### Instructions to follow
In the entries below, find every line with "lines" and copy it.

### Data records
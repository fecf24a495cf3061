//! Structured logging with session context.

use std::collections::BTreeMap;
use std::fmt;
use std::str::FromStr;
use std::sync::Arc;

use serde::Serialize;
use shopfront_core::{LoggingConfig, SessionId};

use crate::sink::{LogSink, StderrSink};

/// Log level for structured logs.
#[derive(Debug, Clone, Copy, PartialEq, Eq, PartialOrd, Ord, Serialize)]
#[serde(rename_all = "lowercase")]
pub enum LogLevel {
    Trace,
    Debug,
    Info,
    Warn,
    Error,
}

impl fmt::Display for LogLevel {
    fn fmt(&self, f: &mut fmt::Formatter<'_>) -> fmt::Result {
        match self {
            Self::Trace => write!(f, "TRACE"),
            Self::Debug => write!(f, "DEBUG"),
            Self::Info => write!(f, "INFO"),
            Self::Warn => write!(f, "WARN"),
            Self::Error => write!(f, "ERROR"),
        }
    }
}

impl FromStr for LogLevel {
    type Err = String;

    fn from_str(s: &str) -> Result<Self, Self::Err> {
        match s.trim().to_ascii_lowercase().as_str() {
            "trace" => Ok(Self::Trace),
            "debug" => Ok(Self::Debug),
            "info" => Ok(Self::Info),
            "warn" | "warning" => Ok(Self::Warn),
            "error" => Ok(Self::Error),
            other => Err(format!("unknown log level: {}", other)),
        }
    }
}

/// A structured log entry.
#[derive(Debug, Clone, Serialize)]
pub struct LogEntry {
    /// Log level.
    pub level: LogLevel,
    /// Log message.
    pub message: String,
    /// Session ID for correlation.
    pub session_id: String,
    /// Enhancement that produced the entry (cart, search, seo, ...).
    #[serde(skip_serializing_if = "Option::is_none")]
    pub component: Option<String>,
    /// Additional structured fields.
    #[serde(flatten)]
    pub fields: BTreeMap<String, serde_json::Value>,
}

impl LogEntry {
    /// Format as JSON string.
    pub fn to_json(&self) -> String {
        serde_json::to_string(self).unwrap_or_else(|_| self.message.clone())
    }

    /// Format as human-readable string.
    pub fn to_human(&self) -> String {
        let mut s = match &self.component {
            Some(component) => format!("[{}] {}: {}", self.level, component, self.message),
            None => format!("[{}] {}", self.level, self.message),
        };

        if !self.fields.is_empty() {
            s.push_str(" | ");
            let fields: Vec<String> = self
                .fields
                .iter()
                .map(|(k, v)| format!("{}={}", k, v))
                .collect();
            s.push_str(&fields.join(" "));
        }

        s
    }
}

/// Output format for logs.
#[derive(Debug, Clone, Copy, Default, PartialEq, Eq)]
pub enum LogFormat {
    /// JSON format (for log collection).
    #[default]
    Json,
    /// Human-readable format (for development).
    Human,
}

impl FromStr for LogFormat {
    type Err = String;

    fn from_str(s: &str) -> Result<Self, Self::Err> {
        match s.trim().to_ascii_lowercase().as_str() {
            "json" => Ok(Self::Json),
            "human" | "text" => Ok(Self::Human),
            other => Err(format!("unknown log format: {}", other)),
        }
    }
}

/// Structured logger with session context.
///
/// Cloning is cheap; clones share the sink. Each enhancement takes a clone
/// tagged with its own component name.
#[derive(Clone)]
pub struct StructuredLogger {
    session_id: SessionId,
    component: Option<String>,
    min_level: LogLevel,
    format: LogFormat,
    sink: Arc<dyn LogSink>,
}

impl fmt::Debug for StructuredLogger {
    fn fmt(&self, f: &mut fmt::Formatter<'_>) -> fmt::Result {
        f.debug_struct("StructuredLogger")
            .field("session_id", &self.session_id)
            .field("component", &self.component)
            .field("min_level", &self.min_level)
            .field("format", &self.format)
            .finish_non_exhaustive()
    }
}

impl StructuredLogger {
    /// Create a new logger writing to stderr.
    pub fn new(session_id: SessionId) -> Self {
        Self {
            session_id,
            component: None,
            min_level: LogLevel::Info,
            format: LogFormat::Json,
            sink: Arc::new(StderrSink),
        }
    }

    /// Create a logger from configuration. Unknown level or format names
    /// fall back to the defaults.
    pub fn from_config(
        config: &LoggingConfig,
        session_id: SessionId,
        sink: Arc<dyn LogSink>,
    ) -> Self {
        Self {
            session_id,
            component: None,
            min_level: config.level.parse().unwrap_or(LogLevel::Info),
            format: config.format.parse().unwrap_or_default(),
            sink,
        }
    }

    /// A logger that discards everything.
    pub fn disabled() -> Self {
        Self::new(SessionId::default()).with_sink(Arc::new(crate::sink::NullSink))
    }

    /// Set the component name.
    pub fn with_component(mut self, component: impl Into<String>) -> Self {
        self.component = Some(component.into());
        self
    }

    /// Set minimum log level.
    pub fn with_min_level(mut self, level: LogLevel) -> Self {
        self.min_level = level;
        self
    }

    /// Set output format.
    pub fn with_format(mut self, format: LogFormat) -> Self {
        self.format = format;
        self
    }

    /// Replace the sink.
    pub fn with_sink(mut self, sink: Arc<dyn LogSink>) -> Self {
        self.sink = sink;
        self
    }

    /// Clone this logger for a named component.
    pub fn for_component(&self, component: &str) -> Self {
        self.clone().with_component(component)
    }

    /// Log at trace level.
    pub fn trace(&self, message: &str) {
        self.log(LogLevel::Trace, message, BTreeMap::new());
    }

    /// Log at debug level.
    pub fn debug(&self, message: &str) {
        self.log(LogLevel::Debug, message, BTreeMap::new());
    }

    /// Log at info level.
    pub fn info(&self, message: &str) {
        self.log(LogLevel::Info, message, BTreeMap::new());
    }

    /// Log at warn level.
    pub fn warn(&self, message: &str) {
        self.log(LogLevel::Warn, message, BTreeMap::new());
    }

    /// Log at error level.
    pub fn error(&self, message: &str) {
        self.log(LogLevel::Error, message, BTreeMap::new());
    }

    /// Log at debug level with fields.
    pub fn debug_with(&self, message: &str, fields: &[(&str, &dyn fmt::Display)]) {
        self.log(LogLevel::Debug, message, display_fields(fields));
    }

    /// Log at info level with fields.
    pub fn info_with(&self, message: &str, fields: &[(&str, &dyn fmt::Display)]) {
        self.log(LogLevel::Info, message, display_fields(fields));
    }

    /// Log at warn level with fields.
    pub fn warn_with(&self, message: &str, fields: &[(&str, &dyn fmt::Display)]) {
        self.log(LogLevel::Warn, message, display_fields(fields));
    }

    /// Check whether a level would be emitted.
    pub fn enabled(&self, level: LogLevel) -> bool {
        level >= self.min_level
    }

    fn log(&self, level: LogLevel, message: &str, fields: BTreeMap<String, serde_json::Value>) {
        if !self.enabled(level) {
            return;
        }

        let entry = LogEntry {
            level,
            message: message.to_string(),
            session_id: self.session_id.to_string(),
            component: self.component.clone(),
            fields,
        };

        let output = match self.format {
            LogFormat::Json => entry.to_json(),
            LogFormat::Human => entry.to_human(),
        };

        self.sink.write(&entry, &output);
    }

    /// Get the session ID.
    pub fn session_id(&self) -> &SessionId {
        &self.session_id
    }
}

fn display_fields(fields: &[(&str, &dyn fmt::Display)]) -> BTreeMap<String, serde_json::Value> {
    fields
        .iter()
        .map(|(k, v)| (k.to_string(), serde_json::json!(v.to_string())))
        .collect()
}

/// Builder for log entries with fluent API.
pub struct LogBuilder<'a> {
    logger: &'a StructuredLogger,
    level: LogLevel,
    message: String,
    fields: BTreeMap<String, serde_json::Value>,
}

impl<'a> LogBuilder<'a> {
    /// Create a new log builder.
    pub fn new(logger: &'a StructuredLogger, level: LogLevel, message: impl Into<String>) -> Self {
        Self {
            logger,
            level,
            message: message.into(),
            fields: BTreeMap::new(),
        }
    }

    /// Add a string field.
    pub fn field(mut self, key: &str, value: impl Into<String>) -> Self {
        self.fields
            .insert(key.to_string(), serde_json::json!(value.into()));
        self
    }

    /// Add an integer field.
    pub fn field_i64(mut self, key: &str, value: i64) -> Self {
        self.fields.insert(key.to_string(), serde_json::json!(value));
        self
    }

    /// Add a count field.
    pub fn field_usize(mut self, key: &str, value: usize) -> Self {
        self.fields.insert(key.to_string(), serde_json::json!(value));
        self
    }

    /// Add a boolean field.
    pub fn field_bool(mut self, key: &str, value: bool) -> Self {
        self.fields.insert(key.to_string(), serde_json::json!(value));
        self
    }

    /// Emit the log entry.
    pub fn emit(self) {
        self.logger.log(self.level, &self.message, self.fields);
    }
}

impl StructuredLogger {
    /// Start building a debug log entry.
    pub fn debug_builder(&self, message: impl Into<String>) -> LogBuilder<'_> {
        LogBuilder::new(self, LogLevel::Debug, message)
    }

    /// Start building an info log entry.
    pub fn info_builder(&self, message: impl Into<String>) -> LogBuilder<'_> {
        LogBuilder::new(self, LogLevel::Info, message)
    }

    /// Start building a warn log entry.
    pub fn warn_builder(&self, message: impl Into<String>) -> LogBuilder<'_> {
        LogBuilder::new(self, LogLevel::Warn, message)
    }
}

#[cfg(test)]
mod tests {
    use super::*;
    use crate::sink::MemorySink;

    fn memory_logger() -> (StructuredLogger, MemorySink) {
        let sink = MemorySink::new();
        let logger = StructuredLogger::new(SessionId::from_string("sess-1"))
            .with_sink(Arc::new(sink.clone()));
        (logger, sink)
    }

    #[test]
    fn test_log_level_ordering() {
        assert!(LogLevel::Trace < LogLevel::Debug);
        assert!(LogLevel::Debug < LogLevel::Info);
        assert!(LogLevel::Info < LogLevel::Warn);
        assert!(LogLevel::Warn < LogLevel::Error);
    }

    #[test]
    fn test_log_level_parse() {
        assert_eq!("WARN".parse::<LogLevel>().unwrap(), LogLevel::Warn);
        assert_eq!("warning".parse::<LogLevel>().unwrap(), LogLevel::Warn);
        assert!("loud".parse::<LogLevel>().is_err());
    }

    #[test]
    fn test_min_level_filters() {
        let (logger, sink) = memory_logger();
        logger.debug("hidden");
        logger.info("shown");
        let entries = sink.entries();
        assert_eq!(entries.len(), 1);
        assert_eq!(entries[0].message, "shown");
    }

    #[test]
    fn test_info_with_fields() {
        let (logger, sink) = memory_logger();
        logger.info_with("Cart saved", &[("lines", &3), ("key", &"digitalStoreCart")]);
        let entry = &sink.entries()[0];
        assert_eq!(entry.fields["lines"], "3");
        assert_eq!(entry.fields["key"], "digitalStoreCart");
    }

    #[test]
    fn test_component_and_session_attached() {
        let (logger, sink) = memory_logger();
        logger.for_component("cart").warn("stored cart invalid");
        let entry = &sink.entries()[0];
        assert_eq!(entry.component.as_deref(), Some("cart"));
        assert_eq!(entry.session_id, "sess-1");
        assert_eq!(entry.level, LogLevel::Warn);
    }

    #[test]
    fn test_log_entry_json() {
        let mut fields = BTreeMap::new();
        fields.insert("count".to_string(), serde_json::json!(2));
        let entry = LogEntry {
            level: LogLevel::Info,
            message: "Injected structured data".to_string(),
            session_id: "s".to_string(),
            component: Some("seo".to_string()),
            fields,
        };

        let json = entry.to_json();
        assert!(json.contains("\"level\":\"info\""));
        assert!(json.contains("\"component\":\"seo\""));
        assert!(json.contains("\"count\":2"));
    }

    #[test]
    fn test_log_entry_human() {
        let entry = LogEntry {
            level: LogLevel::Warn,
            message: "fallback".to_string(),
            session_id: "s".to_string(),
            component: Some("media".to_string()),
            fields: BTreeMap::new(),
        };
        assert_eq!(entry.to_human(), "[WARN] media: fallback");
    }

    #[test]
    fn test_log_builder() {
        let (logger, sink) = memory_logger();
        logger
            .info_builder("Wrapped tables")
            .field_usize("count", 3)
            .field_bool("idempotent", true)
            .field("selector", "table")
            .emit();

        let entry = &sink.entries()[0];
        assert_eq!(entry.fields["count"], serde_json::json!(3));
        assert_eq!(entry.fields["idempotent"], serde_json::json!(true));
        assert_eq!(entry.fields["selector"], serde_json::json!("table"));
    }

    #[test]
    fn test_from_config_falls_back() {
        let config = LoggingConfig {
            level: "nonsense".to_string(),
            format: "human".to_string(),
        };
        let sink = MemorySink::new();
        let logger =
            StructuredLogger::from_config(&config, SessionId::default(), Arc::new(sink.clone()));
        logger.info("hello");
        assert_eq!(sink.rendered(), vec!["[INFO] hello".to_string()]);
    }
}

### Solution to the exercise
        logger.info_with("Cart saved", &[("lines", &3), ("key", &"digitalStoreCart")]);
        assert_eq!(entry.fields["lines"], "3");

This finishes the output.